(Saved data entries)
•••••
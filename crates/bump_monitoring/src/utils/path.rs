use std::path::{Path, PathBuf};

use globset::{GlobBuilder, GlobSet, GlobSetBuilder};

use crate::errors::{BumpMonitoringError, BumpMonitoringResult};

/// Extension allow-list compiled into a glob set
///
/// Each extension `.ext` becomes the pattern `*.ext`, matched against the
/// final path segment only. Matching is exact and case-sensitive.
#[derive(Debug, Clone)]
pub struct ExtensionFilter {
    globset: GlobSet,
}

impl ExtensionFilter {
    pub fn new<S: AsRef<str>>(extensions: &[S]) -> BumpMonitoringResult<Self> {
        let mut builder = GlobSetBuilder::new();

        for extension in extensions {
            let pattern = format!("*{}", globset::escape(extension.as_ref()));
            let glob = GlobBuilder::new(&pattern)
                .literal_separator(true)
                .build()
                .map_err(|e| BumpMonitoringError::InvalidExtension {
                    pattern: pattern.clone(),
                    message: e.to_string(),
                })?;
            builder.add(glob);
        }

        let globset = builder
            .build()
            .map_err(|e| BumpMonitoringError::InvalidExtension {
                pattern: extensions
                    .iter()
                    .map(|ext| ext.as_ref())
                    .collect::<Vec<_>>()
                    .join(", "),
                message: e.to_string(),
            })?;

        Ok(Self { globset })
    }

    /// Whether the last segment of `path` carries a wanted extension
    pub fn accepts(&self, path: &Path) -> bool {
        path.file_name()
            .is_some_and(|name| self.globset.is_match(Path::new(name)))
    }
}

/// Express `path` relative to `root`
///
/// Paths produced by walking `root.join(..)` always share the prefix; anything
/// else is returned unchanged.
pub fn relative_to(root: &Path, path: &Path) -> PathBuf {
    path.strip_prefix(root).unwrap_or(path).to_path_buf()
}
•••••
When you reach the end of the records, set them all down again exactly.

• **Result below**:
filename crates/bump_monitoring/src/utils/path.rs
use std::path::{Path, PathBuf};

use globset::{GlobBuilder, GlobSet, GlobSetBuilder};

use crate::errors::{BumpMonitoringError, BumpMonitoringResult};

/// Extension allow-list compiled into a glob set
///
/// Each extension `.ext` becomes the pattern `*.ext`, matched against the
/// final path segment only. Matching is exact and case-sensitive.
#[derive(Debug, Clone)]
pub struct ExtensionFilter {
    globset: GlobSet,
}

impl ExtensionFilter {
    pub fn new<S: AsRef<str>>(extensions: &[S]) -> BumpMonitoringResult<Self> {
        let mut builder = GlobSetBuilder::new();

        for extension in extensions {
            let pattern = format!("*{}", globset::escape(extension.as_ref()));
            let glob = GlobBuilder::new(&pattern)
                .literal_separator(true)
                .build()
                .map_err(|e| BumpMonitoringError::InvalidExtension {
                    pattern: pattern.clone(),
                    message: e.to_string(),
                })?;
            builder.add(glob);
        }

        let globset = builder
            .build()
            .map_err(|e| BumpMonitoringError::InvalidExtension {
                pattern: extensions
                    .iter()
                    .map(|ext| ext.as_ref())
                    .collect::<Vec<_>>()
                    .join(", "),
                message: e.to_string(),
            })?;

        Ok(Self { globset })
    }

    /// Whether the last segment of `path` carries a wanted extension
    pub fn accepts(&self, path: &Path) -> bool {
        path.file_name()
            .is_some_and(|name| self.globset.is_match(Path::new(name)))
    }
}

/// Express `path` relative to `root`
///
/// Paths produced by walking `root.join(..)` always share the prefix; anything
/// else is returned unchanged.
pub fn relative_to(root: &Path, path: &Path) -> PathBuf {
    path.strip_prefix(root).unwrap_or(path).to_path_buf()
}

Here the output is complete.